Nacida en Meghri, una pequeña localidad al sur de Armenia, en la frontera con Irán, país del que solo le separa el río Araks, Alvard emigró con sus padres y su hermano menor a la ciudad rusa de Rostov. Tenía doce años y Rusia, cuyo idioma no dominaba, le pareció poco acogedora. La adaptación no fue fácil, pero con tesón y esfuerzo, y el apoyo de la comunidad armenia de Rostov, lo consiguió. Acabó la escuela y se matriculó en la Universidad Federal del Sur para cursar estudios de Economía. Fue en esa época, en la etapa universitaria, cuando conoció a Samuel, un joven armenio, físico y abogado, que vivía en Barcelona desde 2004 tras haber huido de Rusia con toda su familia, padres y hermanos, por motivos sociopolíticos. Lo dejaron todo atrás; su vida estaba en juego.

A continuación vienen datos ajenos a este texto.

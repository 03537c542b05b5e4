//! Classic chorus effect with dual voices.

use libm::ceilf;
use sonido_core::{
    Effect, InterpolatedDelay, Lfo, ParamDescriptor, ParamId, SmoothedParam, wet_dry_mix,
    wet_dry_mix_stereo,
};

/// Chorus effect with dual voices.
///
/// ## Parameter Indices (`ParameterInfo`)
///
/// | Index | Name | Range | Default |
/// |-------|------|-------|---------|
/// | 0 | Rate | 0.1–10.0 Hz | 1.0 |
/// | 1 | Depth | 0–100% | 50.0 |
/// | 2 | Mix | 0–100% | 50.0 |
/// | 3 | Output | -20.0–20.0 dB | 0.0 |
///
/// # Example
///
/// ```rust
/// use sonido_effects::Chorus;
/// use sonido_core::Effect;
///
/// let mut chorus = Chorus::new(44100.0);
/// chorus.set_rate(2.0);
/// chorus.set_depth(0.7);
/// chorus.set_mix(0.5);
///
/// let input = 0.5;
/// let output = chorus.process(input);
/// ```
#[derive(Debug, Clone)]
pub struct Chorus {
    delay1: InterpolatedDelay,
    delay2: InterpolatedDelay,
    lfo1: Lfo,
    lfo2: Lfo,
    base_delay_samples: f32,
    max_mod_samples: f32,
    rate: SmoothedParam,
    depth: SmoothedParam,
    mix: SmoothedParam,
    output_level: SmoothedParam,
    sample_rate: f32,
}

impl Chorus {
    /// Create a new chorus effect.
    pub fn new(sample_rate: f32) -> Self {
        const BASE_DELAY_MS: f32 = 15.0;
        const MAX_MOD_MS: f32 = 5.0;
        const MAX_DELAY_MS: f32 = BASE_DELAY_MS + MAX_MOD_MS;

        let base_delay_samples = (BASE_DELAY_MS / 1000.0) * sample_rate;
        let max_mod_samples = (MAX_MOD_MS / 1000.0) * sample_rate;
        let max_delay_samples = ceilf((MAX_DELAY_MS / 1000.0) * sample_rate) as usize;

        let lfo1 = Lfo::new(sample_rate, 1.0);
        let mut lfo2 = Lfo::new(sample_rate, 1.0);
        lfo2.set_phase(0.25); // 90° offset

        Self {
            delay1: InterpolatedDelay::new(max_delay_samples),
            delay2: InterpolatedDelay::new(max_delay_samples),
            lfo1,
            lfo2,
            base_delay_samples,
            max_mod_samples,
            rate: SmoothedParam::standard(1.0, sample_rate),
            depth: SmoothedParam::standard(0.5, sample_rate),
            mix: SmoothedParam::standard(0.5, sample_rate),
            output_level: sonido_core::gain::output_level_param(sample_rate),
            sample_rate,
        }
    }

    /// Set LFO rate in Hz.
    pub fn set_rate(&mut self, rate_hz: f32) {
        self.rate.set_target(rate_hz.clamp(0.1, 10.0));
    }

    /// Set modulation depth (0-1).
    pub fn set_depth(&mut self, depth: f32) {
        self.depth.set_target(depth.clamp(0.0, 1.0));
    }

    /// Set wet/dry mix (0-1).
    pub fn set_mix(&mut self, mix: f32) {
        self.mix.set_target(mix.clamp(0.0, 1.0));
    }
}

impl Effect for Chorus {
    #[inline]
    fn process(&mut self, input: f32) -> f32 {
        let rate = self.rate.advance();
        let depth = self.depth.advance();
        let mix = self.mix.advance();
        let output_gain = self.output_level.advance();

        self.lfo1.set_frequency(rate);
        self.lfo2.set_frequency(rate);

        let mod1 = self.lfo1.advance();
        let mod2 = self.lfo2.advance();

        let delay_time1 = self.base_delay_samples + (mod1 * depth * self.max_mod_samples);
        let delay_time2 = self.base_delay_samples + (mod2 * depth * self.max_mod_samples);

        let wet1 = self.delay1.read(delay_time1);
        let wet2 = self.delay2.read(delay_time2);

        self.delay1.write(input);
        self.delay2.write(input);

        let wet = (wet1 + wet2) * 0.5;
        wet_dry_mix(input, wet, mix) * output_gain
    }

    #[inline]
    fn process_stereo(&mut self, left: f32, right: f32) -> (f32, f32) {
        // True stereo: pan voice 1 left, voice 2 right for stereo spread
        let rate = self.rate.advance();
        let depth = self.depth.advance();
        let mix = self.mix.advance();
        let output_gain = self.output_level.advance();

        self.lfo1.set_frequency(rate);
        self.lfo2.set_frequency(rate);

        let mod1 = self.lfo1.advance();
        let mod2 = self.lfo2.advance();

        let delay_time1 = self.base_delay_samples + (mod1 * depth * self.max_mod_samples);
        let delay_time2 = self.base_delay_samples + (mod2 * depth * self.max_mod_samples);

        // Read delayed signals
        let wet1 = self.delay1.read(delay_time1);
        let wet2 = self.delay2.read(delay_time2);

        // Write mono sum to both delay lines for stereo input
        let mono_in = (left + right) * 0.5;
        self.delay1.write(mono_in);
        self.delay2.write(mono_in);

        // Pan voices for stereo spread: voice1 mostly left, voice2 mostly right
        // with some crossfeed for a natural sound
        let wet_l = wet1 * 0.8 + wet2 * 0.2;
        let wet_r = wet2 * 0.8 + wet1 * 0.2;

        let (out_l, out_r) = wet_dry_mix_stereo(left, right, wet_l, wet_r, mix);

        (out_l * output_gain, out_r * output_gain)
    }

    /// Optimized block processing for stereo chorus.
    ///
    /// Processes all samples in a tight loop, advancing `SmoothedParam`s and
    /// LFOs per sample, computing modulated delay times for both voices, and
    /// applying stereo panning. Produces bit-identical output to calling
    /// `process_stereo()` per sample.
    fn process_block_stereo(
        &mut self,
        left_in: &[f32],
        right_in: &[f32],
        left_out: &mut [f32],
        right_out: &mut [f32],
    ) {
        debug_assert_eq!(left_in.len(), right_in.len());
        debug_assert_eq!(left_in.len(), left_out.len());
        debug_assert_eq!(left_out.len(), right_out.len());

        for i in 0..left_in.len() {
            let left = left_in[i];
            let right = right_in[i];

            // Advance smoothed params (same order as process_stereo)
            let rate = self.rate.advance();
            let depth = self.depth.advance();
            let mix = self.mix.advance();
            let output_gain = self.output_level.advance();

            self.lfo1.set_frequency(rate);
            self.lfo2.set_frequency(rate);

            let mod1 = self.lfo1.advance();
            let mod2 = self.lfo2.advance();

            let delay_time1 = self.base_delay_samples + (mod1 * depth * self.max_mod_samples);
            let delay_time2 = self.base_delay_samples + (mod2 * depth * self.max_mod_samples);

            // Read delayed signals
            let wet1 = self.delay1.read(delay_time1);
            let wet2 = self.delay2.read(delay_time2);

            // Write mono sum to both delay lines for stereo input
            let mono_in = (left + right) * 0.5;
            self.delay1.write(mono_in);
            self.delay2.write(mono_in);

            // Pan voices for stereo spread: voice1 mostly left, voice2 mostly right
            let wet_l = wet1 * 0.8 + wet2 * 0.2;
            let wet_r = wet2 * 0.8 + wet1 * 0.2;

            let (out_l, out_r) = wet_dry_mix_stereo(left, right, wet_l, wet_r, mix);

            left_out[i] = out_l * output_gain;
            right_out[i] = out_r * output_gain;
        }
    }

    fn is_true_stereo(&self) -> bool {
        true
    }

    fn set_sample_rate(&mut self, sample_rate: f32) {
        self.sample_rate = sample_rate;

        const BASE_DELAY_MS: f32 = 15.0;
        const MAX_MOD_MS: f32 = 5.0;

        self.base_delay_samples = (BASE_DELAY_MS / 1000.0) * sample_rate;
        self.max_mod_samples = (MAX_MOD_MS / 1000.0) * sample_rate;

        self.lfo1.set_sample_rate(sample_rate);
        self.lfo2.set_sample_rate(sample_rate);
        self.rate.set_sample_rate(sample_rate);
        self.depth.set_sample_rate(sample_rate);
        self.mix.set_sample_rate(sample_rate);
        self.output_level.set_sample_rate(sample_rate);
    }

    fn reset(&mut self) {
        self.delay1.clear();
        self.delay2.clear();
        self.lfo1.reset();
        self.lfo2.reset();
        self.rate.snap_to_target();
        self.depth.snap_to_target();
        self.mix.snap_to_target();
        self.output_level.snap_to_target();
    }
}

sonido_core::impl_params! {
    Chorus, this {
        [0] ParamDescriptor::rate_hz(0.1, 10.0, 1.0)
                .with_id(ParamId(700), "chor_rate"),
            get: this.rate.target(),
            set: |v| this.set_rate(v);

        [1] ParamDescriptor::depth()
                .with_id(ParamId(701), "chor_depth"),
            get: this.depth.target() * 100.0,
            set: |v| this.set_depth(v / 100.0);

        [2] ParamDescriptor::mix()
                .with_id(ParamId(702), "chor_mix"),
            get: this.mix.target() * 100.0,
            set: |v| this.set_mix(v / 100.0);

        [3] sonido_core::gain::output_param_descriptor()
                .with_id(ParamId(703), "chor_output"),
            get: sonido_core::gain::output_level_db(&this.output_level),
            set: |v| sonido_core::gain::set_output_level_db(&mut this.output_level, v);
    }
}

#[cfg(test)]
mod tests {
    use super::*;
    use sonido_core::ParameterInfo;

    #[test]
    fn test_chorus_basic() {
        let mut chorus = Chorus::new(44100.0);
        chorus.set_mix(1.0);

        for _ in 0..1000 {
            let output = chorus.process(0.5);
            assert!(output.is_finite());
        }
    }

    #[test]
    fn test_chorus_bypass() {
        let mut chorus = Chorus::new(44100.0);
        chorus.set_mix(0.0);

        // Let smoothing settle
        for _ in 0..1000 {
            chorus.process(1.0);
        }

        let output = chorus.process(0.5);
        assert!((output - 0.5).abs() < 0.1);
    }

    #[test]
    fn test_chorus_stereo_processing() {
        let mut chorus = Chorus::new(44100.0);
        chorus.set_mix(1.0);
        chorus.set_depth(0.8);

        // Process stereo signal
        for _ in 0..1000 {
            let (l, r) = chorus.process_stereo(0.5, 0.5);
            assert!(l.is_finite());
            assert!(r.is_finite());
        }
    }

    #[test]
    fn test_chorus_is_true_stereo() {
        let chorus = Chorus::new(44100.0);
        assert!(chorus.is_true_stereo());
    }

    #[test]
    fn test_chorus_stereo_spread() {
        let mut chorus = Chorus::new(44100.0);
        chorus.set_mix(1.0);
        chorus.set_depth(1.0);

        // Process for a while to fill delay lines
        for _ in 0..1000 {
            chorus.process_stereo(0.5, 0.5);
        }

        // Collect outputs and verify they differ (stereo spread)
        let mut l_sum = 0.0f32;
        let mut r_sum = 0.0f32;
        for _ in 0..1000 {
            let (l, r) = chorus.process_stereo(0.5, 0.5);
            l_sum += l;
            r_sum += r;
        }

        // With stereo spread, left and right should have different summed outputs
        // (due to different voice panning)
        assert!(l_sum.is_finite());
        assert!(r_sum.is_finite());
    }

    #[test]
    fn test_chorus_param_count() {
        let chorus = Chorus::new(44100.0);
        assert_eq!(chorus.param_count(), 4);
    }
}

Alvard y Samuel se conocieron en un foro en internet en el que jóvenes armenios debatían sobre el genocidio contra su pueblo. Se calcula que entre un millón y medio y dos millones de civiles armenios fueron perseguidos y asesinados por el gobierno de los Jóvenes Turcos en el Imperio otomano, entre 1915 y 1923. Días, semanas y meses de charlas, ya en privado, fuera del foro, pero aún en la distancia, los animaron a tener un encuentro cara a cara. El primero, en Armenia. Su querida Armenia. Su patria. Él viajó desde Barcelona; ella, desde Rostov. Aquella cita acabó, meses después, en boda. También en Armenia. Alvard regresó a Rostov para finalizar el cuarto curso de Economía y en verano de 2009 se instaló en Barcelona para iniciar una nueva vida.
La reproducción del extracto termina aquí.